In the study, researchers looked at more than 6,700 fast food restaurants – both chain locations and independently-owned. The restaurants were picked from a nationwide sample of more than 430 areas where middle and high school kids live. Local community information was acquired at the block level and included data concerning median home income, ethnicity and amount of urbanization.
The researchers divided aspects of youth-aimed marketing into discrete categories. Marketing methods on the interior consisted of indoor play places and displays of kids’ meal toys. Youth-directed marketing steps on the outside of the restaurants noticeable from the parking lot or street included ads with cartoon characters; figures from movies, TV or sports; and ads for kids’ meal toys and others.

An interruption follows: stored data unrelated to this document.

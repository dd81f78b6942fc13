//! Deterministic random number generation for match replay.
//!
//! ## Key Features
//!
//! - **Deterministic**: Same seed words produce an identical sequence
//! - **Forkable**: Each player and each playout gets its own stream,
//!   derived from the parent without sharing state
//!
//! ## Usage
//!
//! ```
//! use game_arena::core::GameRng;
//!
//! let mut match_rng = GameRng::from_words(&[1, 2, 3, 4]);
//!
//! // One independent stream per role, forked in role order
//! let mut role0 = match_rng.fork();
//! let _role1 = match_rng.fork();
//!
//! // Same seed words, same forks, same sequences
//! let mut again = GameRng::from_words(&[1, 2, 3, 4]);
//! let mut role0_again = again.fork();
//! assert_eq!(role0.gen_range_usize(0..1000), role0_again.gen_range_usize(0..1000));
//! ```

use rand::{Rng, SeedableRng};
use rand_chacha::ChaCha8Rng;

/// Number of 32-bit words a ChaCha seed holds.
const SEED_WORDS: usize = 8;

/// Deterministic RNG with forking.
///
/// Uses ChaCha8 for speed while keeping good statistical quality.
#[derive(Clone, Debug)]
pub struct GameRng {
    inner: ChaCha8Rng,
}

impl GameRng {
    /// Create a new RNG from a single 64-bit seed.
    #[must_use]
    pub fn new(seed: u64) -> Self {
        Self {
            inner: ChaCha8Rng::seed_from_u64(seed),
        }
    }

    /// Create a new RNG from a list of 32-bit seed words.
    ///
    /// Words are laid out little-endian into the 256-bit ChaCha key; words
    /// beyond the eighth are ignored and missing words are zero.
    #[must_use]
    pub fn from_words(words: &[u32]) -> Self {
        let mut seed = [0u8; 32];
        for (i, word) in words.iter().take(SEED_WORDS).enumerate() {
            seed[i * 4..i * 4 + 4].copy_from_slice(&word.to_le_bytes());
        }
        Self {
            inner: ChaCha8Rng::from_seed(seed),
        }
    }

    /// Fork this RNG to create an independent stream.
    ///
    /// The child is keyed from 256 bits drawn from this RNG, so forking
    /// advances the parent deterministically.
    #[must_use]
    pub fn fork(&mut self) -> Self {
        let seed: [u8; 32] = self.inner.gen();
        Self {
            inner: ChaCha8Rng::from_seed(seed),
        }
    }

    /// Uniform index in `range`; panics if the range is empty.
    pub fn gen_range_usize(&mut self, range: std::ops::Range<usize>) -> usize {
        self.inner.gen_range(range)
    }

    /// Uniform pick, `None` for an empty slice.
    #[must_use]
    pub fn choose<'a, T>(&mut self, slice: &'a [T]) -> Option<&'a T> {
        use rand::seq::SliceRandom;
        slice.choose(&mut self.inner)
    }
}

#[cfg(test)]
mod tests {
    use super::*;

    fn sample(rng: &mut GameRng) -> Vec<usize> {
        (0..16).map(|_| rng.gen_range_usize(0..1000)).collect()
    }

    #[test]
    fn test_determinism() {
        let mut rng1 = GameRng::new(42);
        let mut rng2 = GameRng::new(42);

        assert_eq!(sample(&mut rng1), sample(&mut rng2));
    }

    #[test]
    fn test_words_determinism() {
        let mut rng1 = GameRng::from_words(&[7, 8, 9, 10]);
        let mut rng2 = GameRng::from_words(&[7, 8, 9, 10]);

        assert_eq!(sample(&mut rng1), sample(&mut rng2));
    }

    #[test]
    fn test_words_differ() {
        let mut rng1 = GameRng::from_words(&[1, 2, 3, 4]);
        let mut rng2 = GameRng::from_words(&[1, 2, 3, 5]);

        assert_ne!(sample(&mut rng1), sample(&mut rng2));
    }

    #[test]
    fn test_fork_produces_different_sequence() {
        let mut rng = GameRng::new(42);
        let mut forked = rng.fork();

        assert_ne!(sample(&mut rng), sample(&mut forked));
    }

    #[test]
    fn test_fork_is_deterministic() {
        let mut rng1 = GameRng::from_words(&[3, 1, 4, 1]);
        let mut rng2 = GameRng::from_words(&[3, 1, 4, 1]);

        let mut a1 = rng1.fork();
        let mut b1 = rng1.fork();
        let mut a2 = rng2.fork();
        let mut b2 = rng2.fork();

        assert_eq!(sample(&mut a1), sample(&mut a2));
        assert_eq!(sample(&mut b1), sample(&mut b2));
        assert_ne!(sample(&mut a1), sample(&mut b1));
    }

    #[test]
    fn test_choose() {
        let mut rng = GameRng::new(42);
        let items = vec![1, 2, 3, 4, 5];

        let chosen = rng.choose(&items);
        assert!(items.contains(chosen.unwrap()));

        let empty: Vec<i32> = vec![];
        assert!(rng.choose(&empty).is_none());
    }
}
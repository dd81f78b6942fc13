//! UCT node and edge structures.
//!
//! Uses arena-based allocation with index references (NodeId). Nodes do not
//! hold game states; the search replays moves from the root instead.

use smallvec::SmallVec;

use crate::core::{Role, RoleMap};
use crate::game::Move;

/// Mean value reported for an edge that was never visited.
pub const UNVISITED_VALUE: f64 = -1.0;

/// Index into the UctTree node arena.
#[derive(Clone, Copy, Debug, PartialEq, Eq, Hash)]
pub struct NodeId(pub u32);

impl NodeId {
    /// Sentinel value representing no node.
    pub const NONE: NodeId = NodeId(u32::MAX);

    /// Create a new node ID.
    #[must_use]
    pub const fn new(id: u32) -> Self {
        Self(id)
    }

    /// Check if this is the NONE sentinel.
    #[inline]
    #[must_use]
    pub const fn is_none(self) -> bool {
        self.0 == u32::MAX
    }

    /// Get the raw index value.
    #[inline]
    #[must_use]
    pub const fn raw(self) -> u32 {
        self.0
    }
}

impl std::fmt::Display for NodeId {
    fn fmt(&self, f: &mut std::fmt::Formatter<'_>) -> std::fmt::Result {
        if self.is_none() {
            write!(f, "NodeId(NONE)")
        } else {
            write!(f, "NodeId({})", self.0)
        }
    }
}

/// Edge representing a move from a parent node to a child.
#[derive(Clone, Debug)]
pub struct Edge {
    /// The move this edge represents.
    pub mv: Move,

    /// Child node (NONE if not yet in the tree).
    pub child: NodeId,

    /// Rollouts that took this move.
    pub visits: u32,

    /// Total outcome accumulated through this move (per role).
    pub total_reward: RoleMap<f64>,
}

impl Edge {
    /// Create a new edge for a move.
    pub fn new(mv: Move, role_count: usize) -> Self {
        Self {
            mv,
            child: NodeId::NONE,
            visits: 0,
            total_reward: RoleMap::with_value(role_count, 0.0),
        }
    }

    /// Mean outcome for a role, or `UNVISITED_VALUE` if never visited.
    #[must_use]
    pub fn mean_reward(&self, role: Role) -> f64 {
        if self.visits == 0 {
            UNVISITED_VALUE
        } else {
            self.total_reward[role] / self.visits as f64
        }
    }

    /// Check if this edge has been tried by at least one rollout.
    #[must_use]
    pub fn is_tried(&self) -> bool {
        self.visits > 0
    }

    /// Check if this edge has a child node.
    #[must_use]
    pub fn is_expanded(&self) -> bool {
        !self.child.is_none()
    }
}

/// A node in the UCT tree.
#[derive(Clone, Debug)]
pub struct UctNode {
    /// Role to move at this node.
    pub to_move: Role,

    /// Depth in tree (root = 0).
    pub depth: u16,

    /// Rollouts that passed through this node.
    pub visits: u32,

    /// Outcomes, if this is a terminal state.
    pub terminal_reward: Option<RoleMap<f64>>,

    /// One edge per possible move of `to_move`; empty until expanded.
    pub edges: SmallVec<[Edge; 8]>,
}

impl UctNode {
    /// Create a new non-terminal node.
    pub fn new(to_move: Role, depth: u16) -> Self {
        Self {
            to_move,
            depth,
            visits: 0,
            terminal_reward: None,
            edges: SmallVec::new(),
        }
    }

    /// Create a root node.
    pub fn root(to_move: Role) -> Self {
        Self::new(to_move, 0)
    }

    #[must_use]
    pub fn is_terminal(&self) -> bool {
        self.terminal_reward.is_some()
    }

    /// Check if any edge has never been tried.
    #[must_use]
    pub fn has_untried(&self) -> bool {
        self.edges.iter().any(|e| !e.is_tried())
    }

    /// Indices of edges never tried.
    pub fn untried_edges(&self) -> impl Iterator<Item = usize> + '_ {
        self.edges
            .iter()
            .enumerate()
            .filter(|(_, e)| !e.is_tried())
            .map(|(i, _)| i)
    }
}
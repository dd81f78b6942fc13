//! Sweeping one strategy parameter against itself.

use rustc_hash::FxHashMap;

use crate::core::{Error, Result};
use crate::registry::{encode, parameters_from_id, ProviderHandle};
use crate::runner::{MatchResult, MatchSpec};
use crate::strategy::{ParameterDescription, StrategyParameters};

use super::{Experiment, SpecMultiset};

/// Plays one strategy against itself under every ordered pair of values of
/// one parameter.
///
/// Values are stored in the canonical form strategy ids use, so `"1.50"`
/// and `"1.5"` name the same cell.
#[derive(Clone)]
pub struct ParameterChartExperiment {
    name: String,
    provider: ProviderHandle,
    base: StrategyParameters,
    varied: ParameterDescription,
    values_by_game: Vec<(String, Vec<String>)>,
    iterations_per_configuration: usize,
}

impl ParameterChartExperiment {
    /// Fails if the provider has no parameter named `varied`, or if a value
    /// does not parse for it.
    pub fn new(
        name: impl Into<String>,
        provider: ProviderHandle,
        base: StrategyParameters,
        varied: &str,
        values_by_game: Vec<(String, Vec<String>)>,
        iterations_per_configuration: usize,
    ) -> Result<Self> {
        let varied = *provider
            .parameters()
            .iter()
            .find(|d| d.name() == varied)
            .ok_or_else(|| Error::UnknownParameter {
                strategy: provider.name().to_string(),
                parameter: varied.to_string(),
            })?;
        let values_by_game = values_by_game
            .into_iter()
            .map(|(game, values)| {
                let values = values
                    .iter()
                    .map(|text| varied.parse(text).map(|value| value.to_string()))
                    .collect::<Result<Vec<_>>>()?;
                Ok((game, values))
            })
            .collect::<Result<Vec<_>>>()?;
        Ok(Self {
            name: name.into(),
            provider,
            base,
            varied,
            values_by_game,
            iterations_per_configuration,
        })
    }

    fn strategy_id(&self, value: &str) -> Result<String> {
        let params = self.base.with_parsed(&self.varied, value)?;
        encode(self.provider.as_ref(), &params)
    }

    /// Mean first-role score for every (row value, column value) cell.
    ///
    /// Results from other experiments, other games, or with values no longer
    /// charted are ignored. Errored matches are counted but not scored.
    pub fn summarize(&self, results: &[MatchResult]) -> Result<Vec<ChartCell>> {
        let mut cells: FxHashMap<(&str, String, String), ChartCell> = FxHashMap::default();

        for result in results.iter().filter(|r| r.spec.experiment_name == self.name) {
            let Some((game, values)) = self
                .values_by_game
                .iter()
                .find(|(game, _)| *game == result.spec.game_id)
            else {
                continue;
            };
            let [first, second] = result.spec.strategy_ids.as_slice() else {
                continue;
            };
            let row = self.value_in(first)?;
            let column = self.value_in(second)?;
            let (Some(row), Some(column)) = (row, column) else {
                continue;
            };
            if !values.contains(&row) || !values.contains(&column) {
                continue;
            }

            let cell = cells
                .entry((game.as_str(), row.clone(), column.clone()))
                .or_insert_with(|| ChartCell::empty(game, row, column));
            match result.outcome(0) {
                Some(score) if !result.had_error => {
                    cell.first_role_total += score;
                    cell.matches += 1;
                    cell.total_milliseconds += result.milliseconds_elapsed;
                }
                _ => cell.errors += 1,
            }
        }

        let mut summary: Vec<ChartCell> = cells.into_values().collect();
        summary.sort_by(|a, b| {
            (&a.game_id, &a.row_value, &a.column_value).cmp(&(&b.game_id, &b.row_value, &b.column_value))
        });
        Ok(summary)
    }

    fn value_in(&self, id: &str) -> Result<Option<String>> {
        Ok(parameters_from_id(id)?.remove(self.varied.name()))
    }
}

impl std::fmt::Debug for ParameterChartExperiment {
    fn fmt(&self, f: &mut std::fmt::Formatter<'_>) -> std::fmt::Result {
        f.debug_struct("ParameterChartExperiment")
            .field("name", &self.name)
            .field("provider", &self.provider.name())
            .field("varied", &self.varied.name())
            .field("values_by_game", &self.values_by_game)
            .field("iterations_per_configuration", &self.iterations_per_configuration)
            .finish()
    }
}

/// Aggregated results of one cell of a parameter chart.
#[derive(Clone, Debug, PartialEq)]
pub struct ChartCell {
    pub game_id: String,
    /// Value used by role 0.
    pub row_value: String,
    /// Value used by role 1.
    pub column_value: String,
    pub matches: usize,
    pub errors: usize,
    pub first_role_total: f64,
    pub total_milliseconds: u64,
}

impl ChartCell {
    fn empty(game_id: &str, row_value: String, column_value: String) -> Self {
        Self {
            game_id: game_id.to_string(),
            row_value,
            column_value,
            matches: 0,
            errors: 0,
            first_role_total: 0.0,
            total_milliseconds: 0,
        }
    }

    /// Mean score of role 0, if any match finished.
    #[must_use]
    pub fn first_role_mean(&self) -> Option<f64> {
        (self.matches > 0).then(|| self.first_role_total / self.matches as f64)
    }
}

impl Experiment for ParameterChartExperiment {
    fn name(&self) -> &str {
        &self.name
    }

    fn matches_to_run(&self) -> Result<SpecMultiset> {
        let mut specs = SpecMultiset::new();
        for (game, values) in &self.values_by_game {
            for row in values {
                for column in values {
                    let ids = vec![self.strategy_id(row)?, self.strategy_id(column)?];
                    specs.set_count(
                        MatchSpec::new(&self.name, game, ids),
                        self.iterations_per_configuration,
                    );
                }
            }
        }
        Ok(specs)
    }
}
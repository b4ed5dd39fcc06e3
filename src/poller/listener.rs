use std::sync::Arc;

use futures::StreamExt;
use tokio::sync::broadcast::Receiver;
use tokio_stream::wrappers::errors::BroadcastStreamRecvError;
use tokio_stream::wrappers::BroadcastStream;
use tokio_util::sync::CancellationToken;
use tracing::{info, trace, warn};

use crate::models::SensorReading;

/// Presentation seam for sweep output. Implementations run on the
/// delivery task and must not block.
pub trait ReadingListener: Send + Sync {
    fn on_reading(&self, reading: &SensorReading);
}

/// Listener that renders each reading as one log line.
pub struct LogListener;

impl ReadingListener for LogListener {
    fn on_reading(&self, reading: &SensorReading) {
        info!("{}", reading);
    }
}

/// Task: Forward readings from the broadcast channel to the listener.
/// A slow listener skips lagged readings instead of stalling the poller.
/// Can be cancelled.
#[tracing::instrument(skip_all)]
pub async fn task_deliver_readings(
    token: CancellationToken,
    rx_readings: Receiver<SensorReading>,
    listener: Arc<dyn ReadingListener>,
) {
    info!("Started.");
    let mut readings = BroadcastStream::new(rx_readings);
    loop {
        tokio::select! {
            _ = token.cancelled() => {
                warn!("Cancelled.");
                break;
            },
            item = readings.next() => {
                match item {
                    None => {
                        warn!("Reading channel closed.");
                        break;
                    }
                    Some(Err(BroadcastStreamRecvError::Lagged(skipped))) => {
                        warn!("Listener fell behind. Skipped {} readings.", skipped);
                    }
                    Some(Ok(reading)) => {
                        trace!("Got a reading: {}", reading);
                        listener.on_reading(&reading);
                    }
                }
            }
        };
    }
}

#[cfg(test)]
mod tests {
    use std::sync::Mutex;

    use tokio::sync::broadcast;

    use super::*;
    use crate::models::{Availability, Category};

    struct RecordingListener {
        readings: Mutex<Vec<SensorReading>>,
    }

    impl RecordingListener {
        fn new() -> Arc<Self> {
            Arc::new(RecordingListener {
                readings: Mutex::new(vec![]),
            })
        }

        fn seen(&self) -> Vec<SensorReading> {
            self.readings.lock().unwrap().clone()
        }
    }

    impl ReadingListener for RecordingListener {
        fn on_reading(&self, reading: &SensorReading) {
            self.readings.lock().unwrap().push(reading.clone());
        }
    }

    #[tokio::test]
    async fn test_readings_reach_the_listener_in_order() {
        let (tx, rx) = broadcast::channel(32);
        let token = CancellationToken::new();
        let listener = RecordingListener::new();

        let task = tokio::spawn(task_deliver_readings(
            token.clone(),
            rx,
            Arc::clone(&listener) as Arc<dyn ReadingListener>,
        ));

        tx.send(SensorReading::offline(
            Category::Gps,
            Availability::Disconnected,
        ))
        .unwrap();
        tx.send(SensorReading::offline(
            Category::Battery,
            Availability::Unavailable,
        ))
        .unwrap();
        drop(tx);
        task.await.unwrap();

        let seen = listener.seen();
        assert_eq!(seen.len(), 2);
        assert_eq!(seen[0].category(), Category::Gps);
        assert_eq!(seen[1].category(), Category::Battery);
    }

    #[tokio::test]
    async fn test_lagged_readings_are_skipped_not_fatal() {
        let (tx, rx) = broadcast::channel(2);
        let token = CancellationToken::new();
        let listener = RecordingListener::new();

        // Overrun the channel before the task gets to run.
        for _ in 0..5 {
            tx.send(SensorReading::offline(
                Category::Vision,
                Availability::Disconnected,
            ))
            .unwrap();
        }
        let task = tokio::spawn(task_deliver_readings(
            token.clone(),
            rx,
            Arc::clone(&listener) as Arc<dyn ReadingListener>,
        ));
        drop(tx);
        task.await.unwrap();

        assert_eq!(listener.seen().len(), 2);
    }

    #[tokio::test]
    async fn test_cancel_stops_delivery() {
        let (tx, rx) = broadcast::channel(32);
        let token = CancellationToken::new();
        let listener = RecordingListener::new();

        let task = tokio::spawn(task_deliver_readings(
            token.clone(),
            rx,
            Arc::clone(&listener) as Arc<dyn ReadingListener>,
        ));
        token.cancel();
        task.await.unwrap();

        // The task dropped its receiver, so nothing is listening anymore.
        assert!(tx
            .send(SensorReading::offline(
                Category::Flight,
                Availability::Disconnected,
            ))
            .is_err());
        assert!(listener.seen().is_empty());
    }
}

The study found that 20 percent of restaurants it examined used one or more tactics targeting children. The indoor exhibition of kids’ meal toys was the most widely used, followed by exterior advertisements with cartoon characters, in addition to ads with kids’ meal toys. Chain restaurants were nine times more likely of having a kids’ meal toy visible on the inside, while fast food restaurants in majority-black neighborhoods had nearly twice the odds of having this kind of displays as opposed to those in majority-white neighborhoods.
“Marketing food to children is of great concern not only because it affects their current consumption patterns, but also because it may affect their taste and preferences,” Ohri-Vachaspati said. “We know that consumption of fast food in children may lead to obesity or poorer health, and that low income and minority children eat fast food more often.”
The Arizona researcher noted that multiple fast food chain have taken steps toward pushing the marketing of healthier food to children, but added that more can be done.
“Despite the self-regulatory efforts, a stronger push for providing and marketing only healthy foods to children is needed, especially in disadvantaged populations,” she said. “We want to make it easier for parents and children, especially those at greater risk for poor diet and health, to make healthier choices by marketing only healthy food options that meet dietary guidelines to children.”
“Another goal of the study is to track patterns,” Ohri-Vachaspati said. “As marketing strategies targeting children in media are restricted as part of self-regulation, an increase in such efforts may or may not occur at restaurants. We’d like to present evidence to inform future industry and public policy initiatives.”